A welcome sign on the Interurban trail in Kent, WA, showing the trail behind.
A welcome sign on the Interurban trail in Kent, WA, showing the trail behind.

Interurban Trail (King County)

Rail trailsTransportationPacific Northwest
3 min read

The tracks vanished decades ago, but the corridor remains. Where the Puget Sound Electric Railway once carried passengers between Seattle and Tacoma at 60 cents a ride, a pair of paved trails now thread through the suburban heart of King County. The Interurban Trail -- split into a northern and southern segment -- follows the ghosts of electric railways that shaped the settlement patterns of the Puget Sound lowlands before automobiles rendered them obsolete.

The Railway That Built the Valley

On September 25, 1902, the Puget Sound Electric Railway celebrated its inaugural run between Seattle and Tacoma, a 38-mile electric interurban line backed by the Boston-based Stone & Webster Management Company. The route started near Pioneer Square, ran through South Park and Renton, then followed the valley floor through Kent, Auburn, and Pacific before turning northwest through Fife and Milton into Tacoma. At its peak, 27 daily departures kept the line humming from dawn to midnight, with wooden Brill Company cars making the run in about 100 minutes. The railway connected isolated farming communities to the two major cities, and towns like Kent and Auburn grew along its tracks. But new highways changed everything. When Highway 99 was completed in October 1928, the interurban could not compete with the automobile. Service ended on December 30, 1928, just 26 years after it began.

Two Trails, One Memory

The Interurban Trail North begins as a signed bicycle route in downtown Seattle, threading through the Fremont neighborhood, up through Phinney Ridge and Greenwood, and becoming a proper paved rail trail near 110th and Fremont Avenue. From the City of Shoreline border, a wide non-motorized path continues for three miles to the Snohomish County line. The Interurban Trail South picks up the old railway corridor farther down the valley, connecting Tukwila to Pacific through the cities of Kent, Auburn, and Algona. More recently, the cities of Edgewood, Milton, and Fife have completed and opened their own paved segments, with the goal of eventually closing the gaps to create a continuous route all the way to Fife. There, the trail will connect to the spuyalapabsh Trail -- named in Lushootseed for the Puyallup people -- linking Tacoma to Puyallup.

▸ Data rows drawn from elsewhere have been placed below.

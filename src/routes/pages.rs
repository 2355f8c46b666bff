use actix_web::{HttpResponse, Responder};

/// The single-page UI, embedded at compile time
const INDEX_HTML: &str = include_str!("../../assets/index.html");

/// Serve the tracker page
pub async fn index() -> impl Responder {
    HttpResponse::Ok()
        .content_type("text/html; charset=utf-8")
        .body(INDEX_HTML)
}
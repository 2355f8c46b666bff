use crate::models::PredictRequest;

/// Width of the feature vector the artifacts were fitted to
pub const FEATURE_COUNT: usize = 7;

/// Assemble the fixed-order feature vector from a request
///
/// The order is the one the scaler and model were trained on and must never
/// change: {gender, age, height, weight, duration, heart_rate, body_temp}.
///
/// # Arguments
/// * `request` - The validated prediction request
///
/// # Returns
/// A vector of exactly `FEATURE_COUNT` values
#[inline]
pub fn feature_vector(request: &PredictRequest) -> [f64; FEATURE_COUNT] {
    [
        request.gender.as_feature(),
        request.age as f64,
        request.height_cm as f64,
        request.weight_kg as f64,
        request.duration_min as f64,
        request.heart_rate as f64,
        request.body_temp,
    ]
}
// Model exports
pub mod domain;
pub mod requests;
pub mod responses;

pub use domain::Gender;
pub use requests::PredictRequest;
pub use responses::{ErrorResponse, HealthResponse, PredictResponse};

A Green Thread Through Suburbia

From the air, the Interurban Trail appears as a narrow green line cutting through the suburban grid of south King County, distinct from the roads and highways that replaced the railway. The southern trail connects to the Green River Trail where the waterway curves through Kent, and plans call for linking it to the Pierce County Foothills Trail through Puyallup and Sumner, eventually creating a continuous non-motorized path from Tukwila south through Pacific, across the county line, and deep into the Cascade foothills toward Buckley and Enumclaw. When complete, a cyclist could ride from the industrial flats south of Seattle all the way to the base of Mount Rainier's foothills without sharing a lane with a car. For walkers and riders, the trail offers something the highway never could: a human-paced journey through the valley that the interurban railway first opened to settlement more than a century ago. The old right-of-way, too narrow and inconvenient for automobiles, turned out to be perfectly dimensioned for the recreation trails that now occupy it -- a second life the railway's builders could never have imagined.

Following the Corridor from Above

The Interurban Trail corridor is most visible from low altitude as a linear gap in the suburban development of the Green River and Duwamish valleys. The northern segment runs as a distinct path through Seattle's Fremont and Greenwood neighborhoods before becoming a wider greenway in Shoreline. The southern segment parallels SR 167 through the flat agricultural-turned-industrial lowlands between Tukwila and Pacific, with the Green River meandering alongside in long bends that contrast with the railway's straight-line engineering. The towns the trail connects -- Kent, Auburn, Algona, Pacific -- all owe their early growth to the interurban railway that put them on the map. The corridor is a reminder that before freeways defined the region's geography, electric rail determined which communities thrived and which remained empty crossroads.

From the Air

The trail corridor runs roughly north-south through the Green River valley at 47.46N, 122.24W. Seattle-Tacoma International Airport (KSEA) lies just west of the southern trail segment. Boeing Field (KBFI) is north. The Green River and SR 167 provide parallel visual references from 2,000-4,000 feet AGL. The flat valley floor between the Puget Sound lowlands and the Cascade foothills makes the linear trail corridor visible against surrounding suburban development.